Los Angeles, la città degli angeli.
Lui si svegliò di soprassalto gridando "
stau sveglio, stau sveglio!".
Gli chiesi di guidarmi verso l'hotel; la strada era già inserita nel navigatore e non avrebbe avuto altro da fare se non impostare il percorso.
E contro ogni mia aspettative riuscimmo ad arrivare in poco tempo.
"Attento Marco, a Los Angeles c'è il peggior traffico d'America" mi dissero in molti.

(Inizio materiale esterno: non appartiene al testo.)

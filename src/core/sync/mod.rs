pub mod sync_models;
pub mod sync_ports;
pub mod sync_service;

pub use sync_models::{Attachment, DriveItem, FolderTarget, PortalCredentials, PostDetail};
pub use sync_ports::{DownloadWatcher, DriveError, DriveStore, Portal, PortalError};
pub use sync_service::{SyncService, SyncSettings};
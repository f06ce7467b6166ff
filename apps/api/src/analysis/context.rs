use chrono::{DateTime, Utc};
use rand::rngs::StdRng;
use rand::SeedableRng;
use uuid::Uuid;

/// Per-request state threaded through one analysis. Nothing here outlives the call.
pub struct AnalysisContext {
    pub analysis_id: Uuid,
    pub received_at: DateTime<Utc>,
    rng: StdRng,
}

impl AnalysisContext {
    /// A fixed `seed` makes skill-gap sampling reproducible; `None` seeds from OS entropy.
    pub fn new(seed: Option<u64>) -> Self {
        let rng = match seed {
            Some(seed) => StdRng::seed_from_u64(seed),
            None => StdRng::from_entropy(),
        };
        Self {
            analysis_id: Uuid::new_v4(),
            received_at: Utc::now(),
            rng,
        }
    }

    pub fn rng(&mut self) -> &mut StdRng {
        &mut self.rng
    }
}
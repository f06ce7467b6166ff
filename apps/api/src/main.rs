mod analysis;
mod cache;
mod config;
mod errors;
mod extraction;
mod models;
mod recommendation;
mod routes;
mod scoring;
mod state;
mod tables;

use anyhow::Result;
use std::net::SocketAddr;
use tower_http::{cors::CorsLayer, trace::TraceLayer};
use tracing::info;
use tracing_subscriber::{layer::SubscriberExt, util::SubscriberInitExt, EnvFilter};

use crate::config::Config;
use crate::routes::build_router;
use crate::state::AppState;

#[tokio::main]
async fn main() -> Result<()> {
    // Load configuration first (fails on malformed env vars)
    let config = Config::from_env()?;

    // Initialize structured logging
    tracing_subscriber::registry()
        .with(EnvFilter::try_from_default_env().unwrap_or_else(|_| {
            EnvFilter::new(format!("{}={}", env!("CARGO_CRATE_NAME"), &config.rust_log))
        }))
        .with(tracing_subscriber::fmt::layer())
        .init();

    info!("Starting Résumé Analyzer v{}", env!("CARGO_PKG_VERSION"));

    // Analysis tables, recognizer, profile cache and analyzer
    let state = AppState::build(config.clone())?;
    info!(
        "Analysis tables loaded: {} skills, {} career fields",
        state.tables.skills.len(),
        state.tables.fields.len()
    );

    // Build router
    let app = build_router(state)
        .layer(TraceLayer::new_for_http())
        .layer(CorsLayer::permissive());

    let addr: SocketAddr = format!("0.0.0.0:{}", config.port).parse()?;
    info!("Listening on {addr}");

    let listener = tokio::net::TcpListener::bind(addr).await?;
    axum::serve(listener, app).await?;

    Ok(())
}
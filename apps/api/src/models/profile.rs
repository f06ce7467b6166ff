use std::collections::BTreeSet;

use serde::{Deserialize, Serialize};

/// Structured view of one résumé. Built once per analysis and never mutated.
///
/// `None` is the "not found" sentinel for every optional field; it serializes
/// as `null` and is never confused with an empty string.
#[derive(Debug, Clone, Default, PartialEq, Eq, Serialize, Deserialize)]
pub struct ResumeProfile {
    pub name: Option<String>,
    pub email: Option<String>,
    pub phone: Option<String>,
    /// Gazetteer spelling, gazetteer order, no duplicates.
    pub skills: Vec<String>,
    /// Every sentence carrying a degree keyword, in document order.
    pub education: Vec<String>,
    /// Organizations recognized anywhere in the text.
    pub experience: BTreeSet<String>,
    pub total_experience_years: u32,
    pub degree: Option<String>,
    pub institution: Option<String>,
    pub projects: Vec<String>,
    // Not populated by the text extractor; kept so the rubric can score them.
    pub certifications: Vec<String>,
    pub achievements: Vec<String>,
    pub summary: Option<String>,
}

#[derive(Debug, Clone, Copy, PartialEq, Eq, Serialize, Deserialize)]
pub enum ExperienceLevel {
    Fresher,
    Intermediate,
    Experienced,
}

impl ResumeProfile {
    pub fn experience_level(&self) -> ExperienceLevel {
        match self.total_experience_years {
            0 => ExperienceLevel::Fresher,
            1..=2 => ExperienceLevel::Intermediate,
            _ => ExperienceLevel::Experienced,
        }
    }
}
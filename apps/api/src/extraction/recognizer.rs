//! Entity recognition seam: sentence segmentation plus PERSON / ORG tagging.
//!
//! `ProfileExtractor` holds an `Arc<dyn EntityRecognizer>`, so a model-backed
//! recognizer can replace `HeuristicRecognizer` without touching the extractor.
//! A recognizer error is fatal to the analysis: every later stage reads its output.

use serde::Serialize;
use thiserror::Error;

use crate::extraction::contact::SourceText;

#[derive(Debug, Error)]
pub enum RecognizerError {
    #[error("Unsupported input: {0}")]
    UnsupportedInput(String),

    /// For model-backed recognizers whose model or service cannot be reached.
    #[allow(dead_code)]
    #[error("Recognizer unavailable: {0}")]
    Unavailable(String),
}

#[derive(Debug, Clone, Copy, PartialEq, Eq, Serialize)]
pub enum EntityLabel {
    Person,
    Org,
}

#[derive(Debug, Clone, PartialEq, Eq)]
pub struct Entity {
    pub label: EntityLabel,
    pub text: String,
}

/// Recognizer output for one normalized document.
#[derive(Debug, Clone, Default)]
pub struct AnnotatedText {
    pub sentences: Vec<String>,
    /// Document order.
    pub entities: Vec<Entity>,
}

impl AnnotatedText {
    pub fn first(&self, label: EntityLabel) -> Option<&str> {
        self.entities
            .iter()
            .find(|e| e.label == label)
            .map(|e| e.text.as_str())
    }

    pub fn labelled(&self, label: EntityLabel) -> impl Iterator<Item = &str> {
        self.entities
            .iter()
            .filter(move |e| e.label == label)
            .map(|e| e.text.as_str())
    }
}

pub trait EntityRecognizer: Send + Sync {
    /// Sentences and entities come from `source.text`; `source.lines` keeps
    /// the line structure for header-sensitive rules.
    fn annotate(&self, source: &SourceText) -> Result<AnnotatedText, RecognizerError>;

    /// Backend label, logged with each extraction.
    fn backend(&self) -> &'static str;
}

// ────────────────────────────────────────────────────────────────────────────
// HeuristicRecognizer: rule-based default
// ────────────────────────────────────────────────────────────────────────────

/// Names are only looked for in the document header.
const PERSON_SCAN_TOKENS: usize = 12;
const MIN_NAME_TOKENS: usize = 2;
const MAX_NAME_TOKENS: usize = 4;

const HEADING_WORDS: &[&str] = &[
    "resume",
    "curriculum",
    "vitae",
    "cv",
    "profile",
    "contact",
    "summary",
    "objective",
    "education",
    "experience",
    "skills",
    "projects",
];

const ORG_SUFFIXES: &[&str] = &[
    "inc",
    "corp",
    "corporation",
    "llc",
    "ltd",
    "limited",
    "company",
    "co",
    "group",
    "technologies",
    "solutions",
    "labs",
    "consulting",
    "bank",
    "foundation",
    "agency",
    "university",
    "college",
    "institute",
    "school",
    "academy",
];

const ORG_CONNECTORS: &[&str] = &["of", "and", "&"];

const CLAUSE_END: &[char] = &[',', ';', ':', '|', ')', '.', '!', '?'];

/// Deterministic recognizer built from capitalization and suffix rules.
///
/// PERSON: first run of 2–4 name-like tokens in the header, never spanning a line break.
/// ORG: capitalized run containing an organization suffix, or directly after "at".
pub struct HeuristicRecognizer;

impl EntityRecognizer for HeuristicRecognizer {
    fn annotate(&self, source: &SourceText) -> Result<AnnotatedText, RecognizerError> {
        let text = source.text.as_str();
        if text.contains('\0') {
            return Err(RecognizerError::UnsupportedInput(
                "text contains NUL bytes".to_string(),
            ));
        }

        let sentences = split_sentences(text);
        let mut entities = Vec::new();

        if let Some(person) = find_person(&source.lines) {
            entities.push(Entity {
                label: EntityLabel::Person,
                text: person,
            });
        }

        for sentence in &sentences {
            let tokens: Vec<&str> = sentence.split_whitespace().collect();
            entities.extend(find_organizations(&tokens).into_iter().map(|text| Entity {
                label: EntityLabel::Org,
                text,
            }));
        }

        Ok(AnnotatedText {
            sentences,
            entities,
        })
    }

    fn backend(&self) -> &'static str {
        "heuristic"
    }
}

/// Splits after `.`, `!` or `?` when followed by whitespace or the end of text.
/// Dots inside tokens ("node.js", "x.com") never split.
pub fn split_sentences(text: &str) -> Vec<String> {
    let mut sentences = Vec::new();
    let mut start = 0;
    let mut chars = text.char_indices().peekable();

    while let Some((idx, c)) = chars.next() {
        if !matches!(c, '.' | '!' | '?') {
            continue;
        }
        let at_boundary = chars.peek().map_or(true, |(_, next)| next.is_whitespace());
        if at_boundary {
            let end = idx + c.len_utf8();
            push_trimmed(&mut sentences, &text[start..end]);
            start = end;
        }
    }
    push_trimmed(&mut sentences, &text[start..]);
    sentences
}

fn push_trimmed(out: &mut Vec<String>, fragment: &str) {
    let fragment = fragment.trim();
    if !fragment.is_empty() {
        out.push(fragment.to_string());
    }
}

fn find_person(lines: &[String]) -> Option<String> {
    let mut budget = PERSON_SCAN_TOKENS;
    for line in lines {
        let tokens: Vec<&str> = line.split_whitespace().take(budget).collect();
        budget -= tokens.len();
        if let Some(name) = name_run(&tokens) {
            return Some(name);
        }
        if budget == 0 {
            break;
        }
    }
    None
}

/// First run of name-like tokens within one line.
fn name_run(tokens: &[&str]) -> Option<String> {
    let mut run: Vec<&str> = Vec::new();

    for raw in tokens {
        let word = strip_punctuation(raw);
        if is_name_like(word) {
            run.push(word);
            if run.len() == MAX_NAME_TOKENS || ends_name(raw) {
                if run.len() >= MIN_NAME_TOKENS {
                    break;
                }
                run.clear();
            }
        } else {
            if run.len() >= MIN_NAME_TOKENS {
                break;
            }
            run.clear();
        }
    }

    (run.len() >= MIN_NAME_TOKENS).then(|| run.join(" "))
}

/// Clause punctuation ends a name, except the period of an initial ("Q.").
fn ends_name(raw: &str) -> bool {
    match raw.strip_suffix('.') {
        Some(bare) => bare.chars().count() > 1,
        None => ends_clause(raw),
    }
}

fn find_organizations(tokens: &[&str]) -> Vec<String> {
    let mut found = Vec::new();
    let mut run: Vec<&str> = Vec::new();
    let mut after_at = false;
    let mut prev_lower = String::new();

    for (idx, raw) in tokens.iter().enumerate() {
        let word = strip_punctuation(raw);
        let lower = word.to_lowercase();
        // Sentence-initial verbs ("Joined", "Leading") are capitalized too.
        let opening_verb = idx == 0 && (lower.ends_with("ed") || lower.ends_with("ing"));
        let capitalized = starts_uppercase(word) && !opening_verb;
        let connector = !run.is_empty() && ORG_CONNECTORS.contains(&lower.as_str());

        if capitalized || connector {
            if run.is_empty() {
                after_at = prev_lower == "at";
            }
            run.push(word);
            if ends_clause(raw) {
                flush_org(&mut run, after_at, &mut found);
            }
        } else {
            flush_org(&mut run, after_at, &mut found);
        }
        prev_lower = lower;
    }
    flush_org(&mut run, after_at, &mut found);
    found
}

fn flush_org(run: &mut Vec<&str>, after_at: bool, found: &mut Vec<String>) {
    while run
        .last()
        .is_some_and(|w| ORG_CONNECTORS.contains(&w.to_lowercase().as_str()))
    {
        run.pop();
    }
    let has_suffix = run.iter().any(|w| is_org_suffix(w));
    if !run.is_empty() && (has_suffix || after_at) {
        let name = run.join(" ").trim_end_matches('.').to_string();
        if !found.contains(&name) {
            found.push(name);
        }
    }
    run.clear();
}

fn strip_punctuation(raw: &str) -> &str {
    raw.trim_start_matches(['(', '"', '\''])
        .trim_end_matches([',', ';', ':', '|', ')', '"', '!', '?'])
}

fn ends_clause(raw: &str) -> bool {
    raw.ends_with(CLAUSE_END)
}

fn starts_uppercase(word: &str) -> bool {
    word.chars().next().is_some_and(char::is_uppercase)
}

fn is_name_like(word: &str) -> bool {
    let bare = word.trim_end_matches('.');
    if !starts_uppercase(bare) {
        return false;
    }
    if !bare
        .chars()
        .all(|c| c.is_alphabetic() || c == '\'' || c == '-')
    {
        return false;
    }
    let lower = bare.to_lowercase();
    !HEADING_WORDS.contains(&lower.as_str()) && !ORG_SUFFIXES.contains(&lower.as_str())
}

fn is_org_suffix(word: &str) -> bool {
    let lower = word.trim_end_matches('.').to_lowercase();
    ORG_SUFFIXES.contains(&lower.as_str())
}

Ma io ero più che forgiato da quello di Lecce.
"
Se c'è na cosa ca funziona a Lecce ete lu trafficu!"
"'Evening!"
Appena scesi dall'auto fummo accolti da un un tizio mulatto in camicia bianca.
Ci chiese le chiavi dell'auto.
Io sinceramente non capii subito.
"Massimu ma ce bole?"
"Pensu sordi sai.."
"Sordi? E lampu! Fanne rriare mustafà!"
"
Tieni nà" gli allungai un dollaro "
buy a gelato…"
Mi guardò male, poi sorrise sfoderando denti bianchissimi, e a gesti ci fece capire che era il parcheggiatore.
"Marcu nu te fidare.. quistu parcheggiatore abusivu ete!"
"Naa puru a quai stannu?!"
E gli allungai un altro dollaro.
Lui lo accettò alzando gli occhi al cielo e sembrò stufato quando ci indirizzò verso la reception.
E lì ebbi la consapevolezza di essere arrivato in una megalopoli.
Al computer, un uomo enorme.
Quando parlava non guardava mai in faccia.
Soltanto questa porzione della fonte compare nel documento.